ACTIVITY: Could you reproduce the lines below from the one with "repository 913f32586d1e447b" through the one with "let occupancy = board.occupancy();"? Keep both ends and add nothing.

TASK MATERIAL:
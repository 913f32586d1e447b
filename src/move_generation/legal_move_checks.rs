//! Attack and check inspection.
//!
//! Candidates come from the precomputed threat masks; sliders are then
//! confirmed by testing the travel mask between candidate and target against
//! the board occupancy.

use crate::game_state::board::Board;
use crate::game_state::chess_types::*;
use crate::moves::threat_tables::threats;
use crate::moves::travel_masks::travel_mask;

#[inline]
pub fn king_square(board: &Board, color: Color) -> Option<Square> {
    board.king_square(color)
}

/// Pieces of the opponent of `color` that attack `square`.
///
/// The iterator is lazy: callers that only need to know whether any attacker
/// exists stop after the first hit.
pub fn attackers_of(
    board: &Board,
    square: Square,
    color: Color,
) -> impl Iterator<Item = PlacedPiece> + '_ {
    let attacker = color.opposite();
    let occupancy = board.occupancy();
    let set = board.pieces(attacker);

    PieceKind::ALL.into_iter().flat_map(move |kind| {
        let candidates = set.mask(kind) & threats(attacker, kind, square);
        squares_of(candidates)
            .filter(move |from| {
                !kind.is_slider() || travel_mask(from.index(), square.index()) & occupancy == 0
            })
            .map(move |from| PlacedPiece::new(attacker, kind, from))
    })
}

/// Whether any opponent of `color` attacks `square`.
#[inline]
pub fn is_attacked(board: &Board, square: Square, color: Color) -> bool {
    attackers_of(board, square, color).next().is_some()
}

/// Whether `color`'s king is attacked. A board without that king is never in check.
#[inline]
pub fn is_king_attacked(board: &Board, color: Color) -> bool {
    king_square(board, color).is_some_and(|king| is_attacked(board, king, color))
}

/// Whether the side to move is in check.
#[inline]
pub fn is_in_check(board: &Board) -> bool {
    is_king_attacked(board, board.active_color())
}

---

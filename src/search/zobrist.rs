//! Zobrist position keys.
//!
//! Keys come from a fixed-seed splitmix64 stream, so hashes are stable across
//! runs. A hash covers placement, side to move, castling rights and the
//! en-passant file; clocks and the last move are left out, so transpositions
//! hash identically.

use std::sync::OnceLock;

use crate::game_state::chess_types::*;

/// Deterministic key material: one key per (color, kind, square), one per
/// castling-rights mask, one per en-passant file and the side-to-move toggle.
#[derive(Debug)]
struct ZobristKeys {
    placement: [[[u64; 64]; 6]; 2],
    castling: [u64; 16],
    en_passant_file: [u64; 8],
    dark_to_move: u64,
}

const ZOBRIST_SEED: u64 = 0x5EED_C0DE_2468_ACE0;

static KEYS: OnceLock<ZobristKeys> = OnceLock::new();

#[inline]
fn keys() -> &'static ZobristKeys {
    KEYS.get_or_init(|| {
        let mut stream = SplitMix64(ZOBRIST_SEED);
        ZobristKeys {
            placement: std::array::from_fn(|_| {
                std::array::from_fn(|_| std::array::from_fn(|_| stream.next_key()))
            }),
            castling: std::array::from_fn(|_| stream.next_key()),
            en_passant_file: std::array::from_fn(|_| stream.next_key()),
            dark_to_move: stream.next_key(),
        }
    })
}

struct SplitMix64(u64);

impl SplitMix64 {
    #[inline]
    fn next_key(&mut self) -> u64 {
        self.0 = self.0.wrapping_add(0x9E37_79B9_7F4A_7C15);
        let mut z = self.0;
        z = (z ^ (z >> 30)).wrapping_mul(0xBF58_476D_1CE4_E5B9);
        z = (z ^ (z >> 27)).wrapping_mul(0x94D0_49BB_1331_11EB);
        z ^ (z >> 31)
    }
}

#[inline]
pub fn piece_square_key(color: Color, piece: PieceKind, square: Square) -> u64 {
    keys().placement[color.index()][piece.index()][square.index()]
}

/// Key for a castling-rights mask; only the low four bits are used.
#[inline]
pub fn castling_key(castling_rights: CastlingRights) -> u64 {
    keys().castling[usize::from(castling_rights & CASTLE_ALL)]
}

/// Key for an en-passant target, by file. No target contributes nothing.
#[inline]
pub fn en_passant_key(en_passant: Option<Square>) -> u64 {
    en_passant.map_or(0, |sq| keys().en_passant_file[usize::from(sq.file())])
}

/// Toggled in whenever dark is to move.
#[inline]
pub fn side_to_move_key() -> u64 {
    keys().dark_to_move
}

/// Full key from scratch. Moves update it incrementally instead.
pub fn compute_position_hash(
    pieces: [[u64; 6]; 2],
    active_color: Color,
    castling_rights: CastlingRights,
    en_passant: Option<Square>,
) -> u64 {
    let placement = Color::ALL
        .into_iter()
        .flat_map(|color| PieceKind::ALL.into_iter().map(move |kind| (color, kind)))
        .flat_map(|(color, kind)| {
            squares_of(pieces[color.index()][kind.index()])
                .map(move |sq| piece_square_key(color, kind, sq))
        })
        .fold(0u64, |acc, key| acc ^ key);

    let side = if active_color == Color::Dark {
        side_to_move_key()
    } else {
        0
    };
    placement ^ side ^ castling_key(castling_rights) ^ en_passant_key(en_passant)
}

EXERCISE SOLUTION:
repository 913f32586d1e447b
filename src/move_generation/legal_move_checks.rs
//! Attack and check inspection.
//!
//! Candidates come from the precomputed threat masks; sliders are then
//! confirmed by testing the travel mask between candidate and target against
//! the board occupancy.

use crate::game_state::board::Board;
use crate::game_state::chess_types::*;
use crate::moves::threat_tables::threats;
use crate::moves::travel_masks::travel_mask;

#[inline]
pub fn king_square(board: &Board, color: Color) -> Option<Square> {
    board.king_square(color)
}

/// Pieces of the opponent of `color` that attack `square`.
///
/// The iterator is lazy: callers that only need to know whether any attacker
/// exists stop after the first hit.
pub fn attackers_of(
    board: &Board,
    square: Square,
    color: Color,
) -> impl Iterator<Item = PlacedPiece> + '_ {
    let attacker = color.opposite();
    let occupancy = board.occupancy();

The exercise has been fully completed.